Every line below between the one holding "pub fn call(&self, method: &str, args: &[Value])" and the one holding "impl Deref for", inclusive, should be copied exactly, and no other line.
○ ○ ○ ○ ○ ○ ○
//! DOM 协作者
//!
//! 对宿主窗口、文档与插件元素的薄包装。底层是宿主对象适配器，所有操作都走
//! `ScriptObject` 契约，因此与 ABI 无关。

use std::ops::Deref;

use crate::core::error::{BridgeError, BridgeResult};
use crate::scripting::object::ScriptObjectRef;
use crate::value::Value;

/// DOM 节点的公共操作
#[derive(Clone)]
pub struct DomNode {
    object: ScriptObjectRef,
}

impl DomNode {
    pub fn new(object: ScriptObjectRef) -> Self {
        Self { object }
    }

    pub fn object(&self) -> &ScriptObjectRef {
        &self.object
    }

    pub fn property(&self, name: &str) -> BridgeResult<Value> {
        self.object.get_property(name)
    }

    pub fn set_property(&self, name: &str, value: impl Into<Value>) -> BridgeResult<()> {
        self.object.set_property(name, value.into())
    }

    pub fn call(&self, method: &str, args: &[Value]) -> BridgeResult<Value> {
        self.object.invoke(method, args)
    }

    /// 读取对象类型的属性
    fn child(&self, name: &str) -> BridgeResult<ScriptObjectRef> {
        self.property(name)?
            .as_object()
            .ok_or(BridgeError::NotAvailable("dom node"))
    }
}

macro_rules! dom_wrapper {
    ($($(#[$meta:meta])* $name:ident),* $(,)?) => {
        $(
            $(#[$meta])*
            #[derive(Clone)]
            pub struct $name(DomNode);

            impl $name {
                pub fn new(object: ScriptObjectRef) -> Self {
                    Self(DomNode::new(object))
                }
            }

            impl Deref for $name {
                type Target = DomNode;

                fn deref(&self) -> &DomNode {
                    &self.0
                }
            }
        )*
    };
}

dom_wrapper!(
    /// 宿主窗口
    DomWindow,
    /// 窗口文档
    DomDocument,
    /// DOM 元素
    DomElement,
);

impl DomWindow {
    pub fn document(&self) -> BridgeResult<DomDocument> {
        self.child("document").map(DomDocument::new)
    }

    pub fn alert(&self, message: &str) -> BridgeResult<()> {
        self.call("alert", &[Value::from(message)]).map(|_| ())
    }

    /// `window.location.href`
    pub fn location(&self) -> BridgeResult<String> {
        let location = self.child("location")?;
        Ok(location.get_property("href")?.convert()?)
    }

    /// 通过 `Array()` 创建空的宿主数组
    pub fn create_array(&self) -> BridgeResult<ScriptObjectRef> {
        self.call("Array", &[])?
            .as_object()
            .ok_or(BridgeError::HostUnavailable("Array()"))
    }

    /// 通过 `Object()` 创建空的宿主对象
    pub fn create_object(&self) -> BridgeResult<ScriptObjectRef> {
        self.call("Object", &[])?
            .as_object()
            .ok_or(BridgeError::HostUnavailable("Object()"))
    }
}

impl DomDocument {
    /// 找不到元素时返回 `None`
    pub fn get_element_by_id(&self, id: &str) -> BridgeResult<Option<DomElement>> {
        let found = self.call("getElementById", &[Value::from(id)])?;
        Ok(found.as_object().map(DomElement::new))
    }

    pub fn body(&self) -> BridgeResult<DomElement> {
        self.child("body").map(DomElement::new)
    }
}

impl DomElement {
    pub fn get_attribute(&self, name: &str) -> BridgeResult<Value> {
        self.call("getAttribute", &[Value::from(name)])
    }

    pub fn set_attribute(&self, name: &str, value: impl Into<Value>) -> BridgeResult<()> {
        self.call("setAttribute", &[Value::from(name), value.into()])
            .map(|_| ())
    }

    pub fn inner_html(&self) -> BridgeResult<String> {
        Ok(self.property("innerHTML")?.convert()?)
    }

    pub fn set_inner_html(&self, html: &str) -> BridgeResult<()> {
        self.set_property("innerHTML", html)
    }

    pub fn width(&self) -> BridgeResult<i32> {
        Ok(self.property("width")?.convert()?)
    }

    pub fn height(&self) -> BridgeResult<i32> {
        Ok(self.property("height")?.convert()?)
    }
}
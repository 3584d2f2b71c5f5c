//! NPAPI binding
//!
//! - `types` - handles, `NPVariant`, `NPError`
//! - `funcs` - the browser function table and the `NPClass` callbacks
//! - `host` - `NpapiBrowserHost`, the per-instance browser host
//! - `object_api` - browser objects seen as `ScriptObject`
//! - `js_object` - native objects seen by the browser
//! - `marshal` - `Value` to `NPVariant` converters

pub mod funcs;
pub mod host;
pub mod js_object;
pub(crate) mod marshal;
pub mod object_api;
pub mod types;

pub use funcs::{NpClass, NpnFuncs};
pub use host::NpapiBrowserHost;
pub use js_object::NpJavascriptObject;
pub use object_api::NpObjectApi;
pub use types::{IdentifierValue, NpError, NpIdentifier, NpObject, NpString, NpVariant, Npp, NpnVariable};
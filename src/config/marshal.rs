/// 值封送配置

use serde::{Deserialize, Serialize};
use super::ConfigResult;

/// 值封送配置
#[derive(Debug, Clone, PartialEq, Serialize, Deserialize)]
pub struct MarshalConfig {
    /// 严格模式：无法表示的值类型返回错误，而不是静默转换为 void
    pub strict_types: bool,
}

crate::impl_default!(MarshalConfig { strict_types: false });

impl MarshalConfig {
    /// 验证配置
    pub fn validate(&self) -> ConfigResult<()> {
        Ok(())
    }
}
○ ○ ○ ○ ○ ○ ○
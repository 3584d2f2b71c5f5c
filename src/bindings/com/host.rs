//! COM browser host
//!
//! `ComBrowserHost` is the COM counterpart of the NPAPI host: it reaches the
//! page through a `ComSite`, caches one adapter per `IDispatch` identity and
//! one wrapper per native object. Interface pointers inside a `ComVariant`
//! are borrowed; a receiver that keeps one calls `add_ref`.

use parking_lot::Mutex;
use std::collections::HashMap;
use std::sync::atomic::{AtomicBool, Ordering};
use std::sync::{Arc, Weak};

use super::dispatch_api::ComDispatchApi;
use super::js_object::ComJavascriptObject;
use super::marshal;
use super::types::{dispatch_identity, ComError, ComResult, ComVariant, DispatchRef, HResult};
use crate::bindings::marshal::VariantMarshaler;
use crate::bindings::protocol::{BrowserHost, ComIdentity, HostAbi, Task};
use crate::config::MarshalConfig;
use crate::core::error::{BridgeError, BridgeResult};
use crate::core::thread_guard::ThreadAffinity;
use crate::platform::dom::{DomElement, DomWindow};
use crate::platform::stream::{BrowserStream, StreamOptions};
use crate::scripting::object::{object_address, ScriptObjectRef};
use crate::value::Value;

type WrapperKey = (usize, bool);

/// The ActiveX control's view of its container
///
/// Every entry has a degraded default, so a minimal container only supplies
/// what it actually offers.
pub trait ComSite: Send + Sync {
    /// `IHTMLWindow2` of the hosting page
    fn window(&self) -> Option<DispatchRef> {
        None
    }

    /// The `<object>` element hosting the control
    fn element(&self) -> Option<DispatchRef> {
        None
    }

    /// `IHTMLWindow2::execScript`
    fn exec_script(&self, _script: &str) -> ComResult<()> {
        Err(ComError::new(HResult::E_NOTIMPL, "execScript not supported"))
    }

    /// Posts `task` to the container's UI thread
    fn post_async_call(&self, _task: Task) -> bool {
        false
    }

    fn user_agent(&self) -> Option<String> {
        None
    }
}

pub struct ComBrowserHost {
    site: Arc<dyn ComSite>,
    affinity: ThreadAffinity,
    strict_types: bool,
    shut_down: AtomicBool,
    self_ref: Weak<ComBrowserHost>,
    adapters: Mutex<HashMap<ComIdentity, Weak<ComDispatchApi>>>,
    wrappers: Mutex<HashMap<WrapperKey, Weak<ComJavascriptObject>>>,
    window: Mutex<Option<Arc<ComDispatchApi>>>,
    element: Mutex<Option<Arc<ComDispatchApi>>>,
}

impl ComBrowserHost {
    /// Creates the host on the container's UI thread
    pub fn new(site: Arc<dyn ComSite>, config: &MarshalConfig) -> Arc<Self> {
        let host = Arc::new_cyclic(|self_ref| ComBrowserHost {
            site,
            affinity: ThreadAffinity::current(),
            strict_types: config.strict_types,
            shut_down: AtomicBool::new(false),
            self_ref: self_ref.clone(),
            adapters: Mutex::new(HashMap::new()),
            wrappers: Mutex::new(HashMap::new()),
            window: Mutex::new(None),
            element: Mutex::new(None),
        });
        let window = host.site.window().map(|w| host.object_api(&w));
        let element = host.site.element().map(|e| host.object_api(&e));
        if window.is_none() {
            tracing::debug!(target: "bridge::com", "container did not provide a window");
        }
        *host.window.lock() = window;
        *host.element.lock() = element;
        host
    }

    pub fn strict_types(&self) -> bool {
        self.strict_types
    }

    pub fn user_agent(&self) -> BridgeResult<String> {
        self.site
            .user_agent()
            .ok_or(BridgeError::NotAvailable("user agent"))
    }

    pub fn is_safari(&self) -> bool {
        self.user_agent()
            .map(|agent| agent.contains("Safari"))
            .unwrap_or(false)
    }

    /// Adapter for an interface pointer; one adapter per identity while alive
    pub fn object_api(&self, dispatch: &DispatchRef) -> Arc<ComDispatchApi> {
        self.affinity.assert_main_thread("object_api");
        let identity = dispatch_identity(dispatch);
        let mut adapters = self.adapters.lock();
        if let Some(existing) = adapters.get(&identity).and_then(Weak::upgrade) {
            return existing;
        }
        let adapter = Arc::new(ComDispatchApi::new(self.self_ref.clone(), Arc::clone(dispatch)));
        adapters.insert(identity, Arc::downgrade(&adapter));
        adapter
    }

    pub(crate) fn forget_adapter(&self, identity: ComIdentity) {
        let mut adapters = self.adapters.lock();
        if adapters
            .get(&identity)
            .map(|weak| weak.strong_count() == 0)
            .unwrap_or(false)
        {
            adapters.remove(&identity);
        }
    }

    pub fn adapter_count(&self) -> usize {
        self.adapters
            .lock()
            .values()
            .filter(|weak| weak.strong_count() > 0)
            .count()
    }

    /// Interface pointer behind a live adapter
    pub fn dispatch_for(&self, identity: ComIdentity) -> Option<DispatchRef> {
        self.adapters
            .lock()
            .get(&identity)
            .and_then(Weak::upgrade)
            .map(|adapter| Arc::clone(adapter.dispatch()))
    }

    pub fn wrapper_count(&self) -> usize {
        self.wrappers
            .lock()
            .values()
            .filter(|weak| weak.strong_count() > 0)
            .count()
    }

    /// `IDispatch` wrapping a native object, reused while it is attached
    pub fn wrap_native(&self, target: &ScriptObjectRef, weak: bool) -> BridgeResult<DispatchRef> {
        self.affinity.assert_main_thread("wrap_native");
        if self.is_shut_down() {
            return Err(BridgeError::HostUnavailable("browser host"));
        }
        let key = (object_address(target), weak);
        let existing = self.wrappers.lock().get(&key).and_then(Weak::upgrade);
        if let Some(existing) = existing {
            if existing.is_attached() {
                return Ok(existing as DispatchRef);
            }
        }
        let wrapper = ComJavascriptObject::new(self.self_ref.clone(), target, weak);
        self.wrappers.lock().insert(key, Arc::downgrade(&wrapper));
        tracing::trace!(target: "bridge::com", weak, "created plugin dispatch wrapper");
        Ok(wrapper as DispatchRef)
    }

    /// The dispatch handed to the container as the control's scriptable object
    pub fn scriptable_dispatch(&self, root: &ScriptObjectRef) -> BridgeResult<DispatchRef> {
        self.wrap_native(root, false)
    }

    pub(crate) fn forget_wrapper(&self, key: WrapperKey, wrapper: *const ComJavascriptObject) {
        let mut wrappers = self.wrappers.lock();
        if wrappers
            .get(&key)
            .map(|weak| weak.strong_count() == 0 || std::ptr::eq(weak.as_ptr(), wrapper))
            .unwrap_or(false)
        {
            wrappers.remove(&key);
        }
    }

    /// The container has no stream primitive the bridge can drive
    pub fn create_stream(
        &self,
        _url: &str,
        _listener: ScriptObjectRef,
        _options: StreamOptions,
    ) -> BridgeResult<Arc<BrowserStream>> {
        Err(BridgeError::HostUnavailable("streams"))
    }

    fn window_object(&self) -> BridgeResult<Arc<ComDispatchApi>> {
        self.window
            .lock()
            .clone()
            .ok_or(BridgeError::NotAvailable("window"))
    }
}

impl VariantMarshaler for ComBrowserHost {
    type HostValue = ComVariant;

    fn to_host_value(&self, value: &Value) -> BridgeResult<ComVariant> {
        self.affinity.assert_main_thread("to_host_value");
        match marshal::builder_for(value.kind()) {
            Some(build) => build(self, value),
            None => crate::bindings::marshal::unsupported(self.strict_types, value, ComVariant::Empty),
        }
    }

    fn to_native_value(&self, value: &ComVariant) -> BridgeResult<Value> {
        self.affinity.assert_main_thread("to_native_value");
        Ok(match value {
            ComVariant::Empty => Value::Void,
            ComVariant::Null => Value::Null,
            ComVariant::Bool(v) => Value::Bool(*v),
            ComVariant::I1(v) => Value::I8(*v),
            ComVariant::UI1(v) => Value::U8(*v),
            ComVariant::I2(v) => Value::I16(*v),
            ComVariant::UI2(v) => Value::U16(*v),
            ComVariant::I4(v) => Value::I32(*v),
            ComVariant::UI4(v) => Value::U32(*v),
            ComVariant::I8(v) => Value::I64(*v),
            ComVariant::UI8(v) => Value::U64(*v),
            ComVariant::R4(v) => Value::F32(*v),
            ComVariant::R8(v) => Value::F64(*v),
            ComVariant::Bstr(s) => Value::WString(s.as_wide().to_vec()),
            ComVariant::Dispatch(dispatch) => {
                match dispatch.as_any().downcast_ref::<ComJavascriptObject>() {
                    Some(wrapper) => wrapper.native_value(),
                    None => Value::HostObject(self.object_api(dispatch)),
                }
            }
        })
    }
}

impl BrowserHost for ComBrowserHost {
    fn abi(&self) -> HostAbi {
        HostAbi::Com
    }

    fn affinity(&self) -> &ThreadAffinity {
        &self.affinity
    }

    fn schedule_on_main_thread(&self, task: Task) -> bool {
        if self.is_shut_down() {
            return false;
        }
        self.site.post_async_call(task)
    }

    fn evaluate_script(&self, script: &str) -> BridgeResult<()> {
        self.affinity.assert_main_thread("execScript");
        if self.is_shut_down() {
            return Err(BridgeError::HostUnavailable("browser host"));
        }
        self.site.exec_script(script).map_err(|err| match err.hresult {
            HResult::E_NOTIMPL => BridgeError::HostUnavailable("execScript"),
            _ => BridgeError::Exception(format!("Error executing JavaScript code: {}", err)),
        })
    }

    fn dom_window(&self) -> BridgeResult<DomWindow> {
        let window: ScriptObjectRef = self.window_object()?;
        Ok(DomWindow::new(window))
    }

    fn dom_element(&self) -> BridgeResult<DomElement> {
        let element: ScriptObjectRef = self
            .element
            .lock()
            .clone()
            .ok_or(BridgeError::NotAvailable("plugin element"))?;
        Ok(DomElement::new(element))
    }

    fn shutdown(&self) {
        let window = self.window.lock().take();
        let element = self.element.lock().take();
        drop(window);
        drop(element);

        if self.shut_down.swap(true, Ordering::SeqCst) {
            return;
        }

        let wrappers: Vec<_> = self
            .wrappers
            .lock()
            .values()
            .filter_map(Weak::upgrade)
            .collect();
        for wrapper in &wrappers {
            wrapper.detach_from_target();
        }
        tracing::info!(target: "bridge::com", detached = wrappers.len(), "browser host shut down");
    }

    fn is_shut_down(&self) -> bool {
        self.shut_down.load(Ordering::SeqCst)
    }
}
○ ○ ○ ○ ○ ○ ○
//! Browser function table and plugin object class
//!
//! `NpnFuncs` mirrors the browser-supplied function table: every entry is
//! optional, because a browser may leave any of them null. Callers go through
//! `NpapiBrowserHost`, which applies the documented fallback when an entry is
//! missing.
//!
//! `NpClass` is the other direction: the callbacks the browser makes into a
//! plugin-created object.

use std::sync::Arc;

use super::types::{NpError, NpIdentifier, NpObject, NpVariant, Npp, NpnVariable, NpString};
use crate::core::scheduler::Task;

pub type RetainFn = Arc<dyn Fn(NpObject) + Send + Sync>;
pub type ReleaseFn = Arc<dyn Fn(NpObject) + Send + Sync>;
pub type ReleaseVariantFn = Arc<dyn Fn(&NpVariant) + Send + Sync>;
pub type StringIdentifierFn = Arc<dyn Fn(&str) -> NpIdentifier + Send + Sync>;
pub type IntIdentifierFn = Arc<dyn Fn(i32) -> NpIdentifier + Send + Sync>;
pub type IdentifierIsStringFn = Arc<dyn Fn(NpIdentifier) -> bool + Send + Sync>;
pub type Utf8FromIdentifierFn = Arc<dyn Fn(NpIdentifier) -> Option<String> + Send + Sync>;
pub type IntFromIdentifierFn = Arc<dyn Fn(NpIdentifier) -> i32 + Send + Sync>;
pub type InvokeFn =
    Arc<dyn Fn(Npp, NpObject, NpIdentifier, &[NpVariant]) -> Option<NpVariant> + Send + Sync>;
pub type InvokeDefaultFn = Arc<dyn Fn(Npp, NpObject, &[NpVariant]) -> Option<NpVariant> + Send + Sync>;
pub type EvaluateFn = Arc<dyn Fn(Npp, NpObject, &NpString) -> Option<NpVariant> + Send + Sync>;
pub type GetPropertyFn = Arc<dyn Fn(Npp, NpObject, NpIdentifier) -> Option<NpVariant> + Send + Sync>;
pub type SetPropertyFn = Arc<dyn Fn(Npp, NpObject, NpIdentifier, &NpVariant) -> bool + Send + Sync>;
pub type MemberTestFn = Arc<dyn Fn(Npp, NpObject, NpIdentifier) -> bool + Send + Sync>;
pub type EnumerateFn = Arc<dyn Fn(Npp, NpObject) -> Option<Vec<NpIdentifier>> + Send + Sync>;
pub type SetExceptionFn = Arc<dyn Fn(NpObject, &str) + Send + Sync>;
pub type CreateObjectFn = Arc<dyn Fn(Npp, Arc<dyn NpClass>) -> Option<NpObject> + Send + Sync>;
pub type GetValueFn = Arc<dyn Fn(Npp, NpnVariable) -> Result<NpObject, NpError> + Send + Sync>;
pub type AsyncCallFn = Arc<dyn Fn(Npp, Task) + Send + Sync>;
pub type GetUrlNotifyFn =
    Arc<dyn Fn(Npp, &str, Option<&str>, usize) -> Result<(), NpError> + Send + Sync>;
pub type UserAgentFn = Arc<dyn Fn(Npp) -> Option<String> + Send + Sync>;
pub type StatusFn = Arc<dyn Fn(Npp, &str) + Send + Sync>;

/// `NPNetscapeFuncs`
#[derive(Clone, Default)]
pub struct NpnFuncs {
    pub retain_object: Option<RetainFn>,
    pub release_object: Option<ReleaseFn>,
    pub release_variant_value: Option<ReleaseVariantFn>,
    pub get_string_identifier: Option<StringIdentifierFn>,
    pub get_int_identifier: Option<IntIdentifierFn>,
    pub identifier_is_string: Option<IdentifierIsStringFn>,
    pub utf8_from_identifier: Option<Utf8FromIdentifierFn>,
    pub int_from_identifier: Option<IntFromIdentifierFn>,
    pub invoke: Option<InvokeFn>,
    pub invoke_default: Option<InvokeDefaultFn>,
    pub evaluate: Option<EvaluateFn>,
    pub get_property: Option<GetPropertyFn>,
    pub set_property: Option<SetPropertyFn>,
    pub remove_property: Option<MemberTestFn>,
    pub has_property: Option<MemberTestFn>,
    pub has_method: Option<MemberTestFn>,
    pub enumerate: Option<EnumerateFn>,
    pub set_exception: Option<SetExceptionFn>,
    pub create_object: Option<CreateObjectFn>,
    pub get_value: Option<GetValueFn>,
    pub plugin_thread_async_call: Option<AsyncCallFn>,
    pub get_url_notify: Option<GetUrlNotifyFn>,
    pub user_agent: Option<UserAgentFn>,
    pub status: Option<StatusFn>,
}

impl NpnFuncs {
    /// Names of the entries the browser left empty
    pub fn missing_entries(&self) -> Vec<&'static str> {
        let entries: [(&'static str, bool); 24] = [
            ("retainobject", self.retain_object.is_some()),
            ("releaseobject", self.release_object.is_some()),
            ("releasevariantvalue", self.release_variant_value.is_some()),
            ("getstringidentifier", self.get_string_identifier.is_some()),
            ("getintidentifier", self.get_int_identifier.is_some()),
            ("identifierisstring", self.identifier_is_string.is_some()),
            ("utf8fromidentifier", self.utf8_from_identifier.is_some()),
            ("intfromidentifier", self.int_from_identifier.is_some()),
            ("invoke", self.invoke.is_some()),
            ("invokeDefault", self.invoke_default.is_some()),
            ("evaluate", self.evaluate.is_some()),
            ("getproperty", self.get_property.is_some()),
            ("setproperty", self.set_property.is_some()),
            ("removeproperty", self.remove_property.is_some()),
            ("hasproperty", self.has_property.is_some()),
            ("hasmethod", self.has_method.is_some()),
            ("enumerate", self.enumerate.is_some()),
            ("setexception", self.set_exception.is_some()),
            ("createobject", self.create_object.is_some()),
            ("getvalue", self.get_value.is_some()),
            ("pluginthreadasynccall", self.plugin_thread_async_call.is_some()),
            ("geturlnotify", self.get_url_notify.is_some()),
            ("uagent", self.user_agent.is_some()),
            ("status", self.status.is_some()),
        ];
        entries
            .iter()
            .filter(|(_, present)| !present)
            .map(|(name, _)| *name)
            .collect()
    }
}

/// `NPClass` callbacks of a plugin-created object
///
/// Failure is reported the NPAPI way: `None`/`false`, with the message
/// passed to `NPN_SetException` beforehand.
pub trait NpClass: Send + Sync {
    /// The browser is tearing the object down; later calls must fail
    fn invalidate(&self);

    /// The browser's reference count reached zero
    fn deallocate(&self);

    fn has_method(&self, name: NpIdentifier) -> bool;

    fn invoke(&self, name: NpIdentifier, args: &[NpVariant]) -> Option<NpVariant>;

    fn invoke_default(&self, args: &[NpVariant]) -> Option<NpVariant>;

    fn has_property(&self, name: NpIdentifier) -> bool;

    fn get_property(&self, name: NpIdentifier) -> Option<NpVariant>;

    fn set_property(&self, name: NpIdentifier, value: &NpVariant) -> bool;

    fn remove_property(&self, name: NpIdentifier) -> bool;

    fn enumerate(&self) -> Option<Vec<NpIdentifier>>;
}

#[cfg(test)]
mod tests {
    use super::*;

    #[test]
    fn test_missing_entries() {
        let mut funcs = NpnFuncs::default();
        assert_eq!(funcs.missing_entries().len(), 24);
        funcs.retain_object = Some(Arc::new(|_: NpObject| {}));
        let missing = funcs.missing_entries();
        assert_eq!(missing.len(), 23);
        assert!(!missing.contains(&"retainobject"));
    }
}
○ ○ ○ ○ ○ ○ ○
-- OUTPUT BELOW --
    pub fn call(&self, method: &str, args: &[Value]) -> BridgeResult<Value> {
        self.object.invoke(method, args)
    }

    /// 读取对象类型的属性
    fn child(&self, name: &str) -> BridgeResult<ScriptObjectRef> {
        self.property(name)?
            .as_object()
            .ok_or(BridgeError::NotAvailable("dom node"))
    }
}

macro_rules! dom_wrapper {
    ($($(#[$meta:meta])* $name:ident),* $(,)?) => {
        $(
            $(#[$meta])*
            #[derive(Clone)]
            pub struct $name(DomNode);

            impl $name {
                pub fn new(object: ScriptObjectRef) -> Self {
                    Self(DomNode::new(object))
                }
            }

            impl Deref for $name {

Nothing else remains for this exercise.